Ryanair has been fined €256m (£223m) by Italy’s competition authority for abusing its dominant market position to limit sales of tickets by online travel agents.
The authority said Europe’s largest airline had “implemented an abusive strategy to hinder travel agencies” via an “elaborate strategy” of technical obstacles for agents and passengers to make it difficult for online travel agents to sell Ryanair tickets and instead force sales through its own website.
The fine related to Ryanair’s conduct between April 2023 and at least until April 2025, the authority said on Tuesday. It said Ryanair had prevented online travel agents from selling tickets on its flights in combination with other airlines and services, weakening competition.
Ryanair said it would immediately appeal against the “legally flawed” ruling.
The Ryanair chief executive, Michael O’Leary, had decided to wage war on what he described as “pirate” travel agents, such as Booking.com, Kiwi and Kayak. O’Leary accused the travel agent industry of scamming and ripping off unsuspecting consumers by charging extra fees and mark-ups on ticket prices.
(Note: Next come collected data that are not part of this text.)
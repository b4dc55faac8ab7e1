use std::path::PathBuf;
use thiserror::Error;

#[derive(Debug, Error)]
pub enum ConfigError {
    #[error("No URL source provided. Use --url or --urls-file.")]
    MissingUrlSource,
    #[error("A request limit or a duration must be provided.")]
    MissingStopCondition,
    #[error("Only one of [requests|duration] may be provided.")]
    ConflictingStopConditions,
    #[error("Failed to read URL file '{path}': {source}")]
    ReadUrlFile {
        path: PathBuf,
        #[source]
        source: std::io::Error,
    },
    #[error("URL file '{path}' was empty.")]
    UrlFileEmpty { path: PathBuf },
    #[error("Failed to read body file '{path}': {source}")]
    ReadBodyFile {
        path: PathBuf,
        #[source]
        source: std::io::Error,
    },
    #[error("Invalid URL '{url}': {source}")]
    InvalidUrl {
        url: String,
        #[source]
        source: url::ParseError,
    },
    #[error("Unsupported scheme '{scheme}' in '{url}'. Only http is supported.")]
    UnsupportedScheme { scheme: String, url: String },
    #[error("URL '{url}' has no host.")]
    MissingHost { url: String },
}
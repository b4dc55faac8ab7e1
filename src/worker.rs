//! Client worker loop: one independent task per unit of concurrency.

use std::sync::Arc;

use tracing::debug;

use crate::config::RunConfig;
use crate::error::AppResult;
use crate::http::{AttemptOutcome, RequestExecutor};
use crate::metrics::WorkerCounters;

/// Status classified as a successful hit.
const STATUS_OK: u16 = 200;

/// Drive requests until the per-client budget is exhausted.
///
/// Each pass walks the URL sequence in order; the budget is re-checked only
/// at the top of a pass, so a client may overshoot the limit by up to one
/// URL-sequence length minus one. The attempt counter is bumped before the
/// outcome is classified, and every attempt lands in exactly one bucket.
/// Classified failures are final - the loop moves to the next URL without
/// retrying.
///
/// # Errors
///
/// Propagates executor defects (not per-request transport failures), which
/// the orchestrator treats as fatal to the whole run.
pub async fn run_client<E>(
    config: Arc<RunConfig>,
    counters: Arc<WorkerCounters>,
    mut executor: E,
) -> AppResult<()>
where
    E: RequestExecutor + Send,
{
    let limit = config.request_limit();
    while counters.requests() < limit {
        for target in config.urls() {
            let outcome = executor.execute(target).await?;
            counters.record_attempt();
            match outcome {
                AttemptOutcome::Status(STATUS_OK) => counters.record_success(),
                AttemptOutcome::Status(status) => {
                    debug!("{} answered {}", target.authority(), status);
                    counters.record_bad_status();
                }
                AttemptOutcome::Failed(err) => {
                    debug!("Request to {} failed: {}", target.authority(), err);
                    counters.record_network_failure();
                }
            }
        }
    }
    Ok(())
}
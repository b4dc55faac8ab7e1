use std::path::PathBuf;
use std::time::Duration;

use clap::{ArgAction, Parser};

/// Default per-operation timeout, in milliseconds.
const DEFAULT_TIMEOUT: &str = "5000";

#[derive(Debug, Parser, Clone)]
#[clap(
    version,
    about = "Concurrent HTTP load generator - parallel clients, per-connection throughput accounting, and a fixed-format results report."
)]
pub struct LoadArgs {
    /// Number of requests per client
    #[arg(long = "requests", short = 'r', conflicts_with = "duration")]
    pub requests: Option<u64>,

    /// Number of concurrent clients
    #[arg(long = "clients", short = 'c', default_value_t = 100)]
    pub clients: usize,

    /// Target URL
    #[arg(long = "url", short = 'u')]
    pub url: Option<String>,

    /// URL list file path (newline separated)
    #[arg(long = "urls-file", short = 'f')]
    pub urls_file: Option<PathBuf>,

    /// Send a keep-alive Connection header on every request
    #[arg(
        long = "keep-alive",
        short = 'k',
        default_value_t = true,
        action = ArgAction::Set
    )]
    pub keep_alive: bool,

    /// Reuse established connections between requests
    #[arg(
        long = "reuse-connections",
        short = 'q',
        default_value_t = true,
        action = ArgAction::Set
    )]
    pub reuse_connections: bool,

    /// HTTP POST data file path
    #[arg(long = "data-file", short = 'd')]
    pub data_file: Option<PathBuf>,

    /// Period of time (in seconds)
    #[arg(long = "duration", short = 't', conflicts_with = "requests")]
    pub duration: Option<u64>,

    /// Connect timeout (in milliseconds)
    #[arg(
        long = "connect-timeout",
        default_value = DEFAULT_TIMEOUT,
        value_parser = parse_timeout_ms
    )]
    pub connect_timeout: Duration,

    /// Write timeout (in milliseconds)
    #[arg(
        long = "write-timeout",
        default_value = DEFAULT_TIMEOUT,
        value_parser = parse_timeout_ms
    )]
    pub write_timeout: Duration,

    /// Read timeout (in milliseconds)
    #[arg(
        long = "read-timeout",
        default_value = DEFAULT_TIMEOUT,
        value_parser = parse_timeout_ms
    )]
    pub read_timeout: Duration,

    /// Enable verbose transport logging
    #[arg(long = "verbose", visible_alias = "log")]
    pub verbose: bool,
}

fn parse_timeout_ms(s: &str) -> Result<Duration, String> {
    let millis: u64 = s
        .trim()
        .parse()
        .map_err(|err| format!("Invalid timeout '{}': {}", s, err))?;
    if millis == 0 {
        return Err("Timeout must be > 0.".to_owned());
    }
    Ok(Duration::from_millis(millis))
}
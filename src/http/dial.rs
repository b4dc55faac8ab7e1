use std::time::Duration;

use tokio::net::TcpStream;
use tracing::debug;

use crate::error::HttpError;

use super::target::TargetUrl;

/// Establish a TCP connection, bounded by the connect timeout.
///
/// # Errors
///
/// Returns `HttpError::Connect` on a failed dial and
/// `HttpError::ConnectTimeout` when the bound elapses first; both are
/// transport errors, distinct from any read/write idle timeout.
pub(super) async fn dial(
    target: &TargetUrl,
    connect_timeout: Duration,
) -> Result<TcpStream, HttpError> {
    debug!("Dialing {}", target.authority());
    let connect = TcpStream::connect((target.host(), target.port()));
    match tokio::time::timeout(connect_timeout, connect).await {
        Ok(Ok(stream)) => Ok(stream),
        Ok(Err(err)) => Err(HttpError::Connect {
            authority: target.authority().to_owned(),
            source: err,
        }),
        Err(_elapsed) => Err(HttpError::ConnectTimeout {
            authority: target.authority().to_owned(),
            timeout: connect_timeout,
        }),
    }
}
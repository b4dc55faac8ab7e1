//! Orchestrator: builds the configuration, dispatches clients, and prints the
//! aggregated report exactly once.

use std::sync::Arc;

use tokio::task::JoinSet;
use tokio::time::Instant;
use tracing::{error, info};

use crate::args::LoadArgs;
use crate::config::{RunConfig, StopCondition};
use crate::error::{AppError, AppResult};
use crate::http::{HyperExecutor, TransportSettings};
use crate::metrics::{self, WorkerCounters};
use crate::report::RunReport;
use crate::shutdown_handlers::{
    setup_period_trigger, setup_signal_shutdown_handler, shutdown_channel,
};
use crate::worker::run_client;

/// Drive a full run: dispatch, wait, aggregate, report.
///
/// Two completion paths exist. Request-limit runs normally end with every
/// client joined, after which the totals are summed and printed. The shutdown
/// channel - fed by operator interrupts and by the period trigger - ends the
/// run early instead: the counters are summed as they stand, without waiting
/// for clients to quiesce, and the report on that path is an advisory
/// snapshot. A client fault aborts the run without a report.
///
/// # Errors
///
/// Returns configuration errors raised before dispatch and fatal client
/// faults.
pub async fn run(args: &LoadArgs) -> AppResult<()> {
    let start = Instant::now();
    let config = Arc::new(RunConfig::from_args(args)?);
    let settings = TransportSettings::from_args(args);

    let (shutdown_tx, mut shutdown_rx) = shutdown_channel();
    drop(setup_signal_shutdown_handler(&shutdown_tx));
    if let StopCondition::Period(period) = config.stop() {
        drop(setup_period_trigger(&shutdown_tx, period));
    }

    info!("Dispatching {} clients", args.clients);

    let mut clients = JoinSet::new();
    let mut counters = Vec::with_capacity(args.clients);
    for _ in 0..args.clients {
        let client_counters = Arc::new(WorkerCounters::new());
        counters.push(Arc::clone(&client_counters));
        let executor = HyperExecutor::new(
            Arc::clone(&config),
            settings,
            Arc::clone(&client_counters),
        );
        clients.spawn(run_client(Arc::clone(&config), client_counters, executor));
    }

    info!("Waiting for results...");

    loop {
        tokio::select! {
            _ = shutdown_rx.recv() => {
                RunReport::new(metrics::aggregate(&counters), start.elapsed()).print();
                return Ok(());
            }
            joined = clients.join_next() => match joined {
                None => break,
                Some(Ok(Ok(()))) => {}
                Some(Ok(Err(fault))) => {
                    error!("Client failed: {}", fault);
                    return Err(fault);
                }
                Some(Err(join_error)) => {
                    error!("Client task aborted: {}", join_error);
                    return Err(AppError::from(join_error));
                }
            }
        }
    }

    RunReport::new(metrics::aggregate(&counters), start.elapsed()).print();
    Ok(())
}
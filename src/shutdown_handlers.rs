use std::time::Duration;

use tokio::sync::broadcast;

use crate::shutdown::{ShutdownReceiver, ShutdownSender};

#[cfg(unix)]
use tokio::signal::unix::{SignalKind, signal};

/// Broadcast channel size for shutdown notifications (single signal fan-out).
const SHUTDOWN_CHANNEL_CAPACITY: usize = 1;

#[must_use]
pub fn shutdown_channel() -> (ShutdownSender, ShutdownReceiver) {
    broadcast::channel::<()>(SHUTDOWN_CHANNEL_CAPACITY)
}

pub fn setup_signal_shutdown_handler(shutdown_tx: &ShutdownSender) -> tokio::task::JoinHandle<()> {
    let shutdown_tx = shutdown_tx.clone();
    tokio::spawn(async move {
        let mut shutdown_rx = shutdown_tx.subscribe();

        #[cfg(unix)]
        let mut term_signal = match signal(SignalKind::terminate()) {
            Ok(term_signal) => Some(term_signal),
            Err(err) => {
                eprintln!("Failed to register SIGTERM handler: {}", err);
                None
            }
        };

        #[cfg(unix)]
        {
            tokio::select! {
                _ = shutdown_rx.recv() => {}
                _ = tokio::signal::ctrl_c() => {
                    drop(shutdown_tx.send(()));
                }
                () = async {
                    if let Some(term_signal) = term_signal.as_mut() {
                        term_signal.recv().await;
                    } else {
                        std::future::pending::<()>().await;
                    }
                } => {
                    drop(shutdown_tx.send(()));
                }
            }
        }

        #[cfg(not(unix))]
        {
            tokio::select! {
                _ = shutdown_rx.recv() => {}
                _ = tokio::signal::ctrl_c() => {
                    drop(shutdown_tx.send(()));
                }
            }
        }
    })
}

/// One-shot trigger for period-based runs.
///
/// Fires the same channel as an operator interrupt, so a timed stop and an
/// external interruption terminate through one path.
pub fn setup_period_trigger(
    shutdown_tx: &ShutdownSender,
    period: Duration,
) -> tokio::task::JoinHandle<()> {
    let shutdown_tx = shutdown_tx.clone();
    tokio::spawn(async move {
        let mut shutdown_rx = shutdown_tx.subscribe();
        tokio::select! {
            _ = shutdown_rx.recv() => {}
            () = tokio::time::sleep(period) => {
                drop(shutdown_tx.send(()));
            }
        }
    })
}
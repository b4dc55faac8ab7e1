use clap::Parser;

use crate::error::{AppError, AppResult};

use super::LoadArgs;

pub(crate) fn parse_test_args<I, T>(args: I) -> AppResult<LoadArgs>
where
    I: IntoIterator<Item = T>,
    T: Into<std::ffi::OsString> + Clone,
{
    LoadArgs::try_parse_from(args).map_err(AppError::from)
}
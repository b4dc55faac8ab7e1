use gust::error::AppResult;

fn main() -> AppResult<()> {
    gust::entry::run()
}
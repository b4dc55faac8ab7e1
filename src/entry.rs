use clap::Parser;
use clap::error::ErrorKind;

use crate::args::LoadArgs;
use crate::error::{AppError, AppResult};
use crate::{logger, runner};

/// Parse arguments, set up logging, and drive the run to completion.
///
/// # Errors
///
/// Returns CLI parse errors and fatal client faults; configuration
/// validation failures print usage guidance and exit with status 1.
pub fn run() -> AppResult<()> {
    let args = match LoadArgs::try_parse() {
        Ok(args) => args,
        Err(err) if matches!(err.kind(), ErrorKind::DisplayHelp | ErrorKind::DisplayVersion) => {
            drop(err.print());
            return Ok(());
        }
        Err(err) => {
            drop(err.print());
            std::process::exit(1);
        }
    };

    logger::init_logging(args.verbose);

    let runtime = tokio::runtime::Builder::new_multi_thread()
        .enable_all()
        .build()?;

    match runtime.block_on(runner::run(&args)) {
        Err(AppError::Config(err)) => {
            eprintln!("{}", err);
            eprintln!("Run 'gust --help' for usage.");
            std::process::exit(1);
        }
        result => result,
    }
}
O’Leary was prepared to accept lower ticket sales as he tried to prevent travel agents from selling tickets, forcing their passengers to fill out extra forms supposedly as a security measure. The abrupt removal of Ryanair flights from agents’ websites in late 2023 caused a drop in sales for the airline.
The lower sales dented Ryanair’s profits, although they have not prevented the Irish airline from rising to a record valuation of €31bn (£27bn). That has made it the world’s second most valuable airline, behind only the USA’s Delta Air Lines.
O’Leary – who is known for his combative and often sweary criticisms of airports, rivals and regulators – is planning to hand over control of the business to a successor within the next five to 10 years. He will be given shares worth €111m (£97m) if he stays at the airline until the end of July 2028. He was already a billionaire on paper because of his shareholding.
Responding to the ruling, O’Leary said it was “an affront to consumer protection and competition law”.
He added: “The internet and the ryanair.com website have enabled Ryanair to distribute directly to consumers, and Ryanair has passed on these 20% cost savings in the form of the lowest air fares in Italy and Europe.
“Ryanair looks forward to successfully overturning this legally flawed ruling and its absurd €256m fine in the courts.”
The vast majority of Ryanair’s sales took place through its website even before the battle against online travel agents. However, the Italian authority said Ryanair had been guilty of “abuse of a dominant position” and using its “significant market power” in trying to stamp out the business.
Ryanair’s tactics included rolling out facial recognition procedures for people who bought tickets via a third party, claiming that was necessary for security. It then “totally or intermittently blocked booking attempts by travel agencies”, including by blocking payment methods and mass-deleting accounts.
The airline then “imposed partnership agreements” on agencies which banned sales of Ryanair flights in combinations with other carriers, and blocked bookings to force them to sign up. Only in April this year did it allow agencies’ websites to link up with its own services, allowing effective competition.
The competition authority said Ryanair’s actions had “blocked, hindered or made such purchases more difficult and/or economically or technically burdensome when combined with flights operated by other carriers and/or other tourism and insurance services”.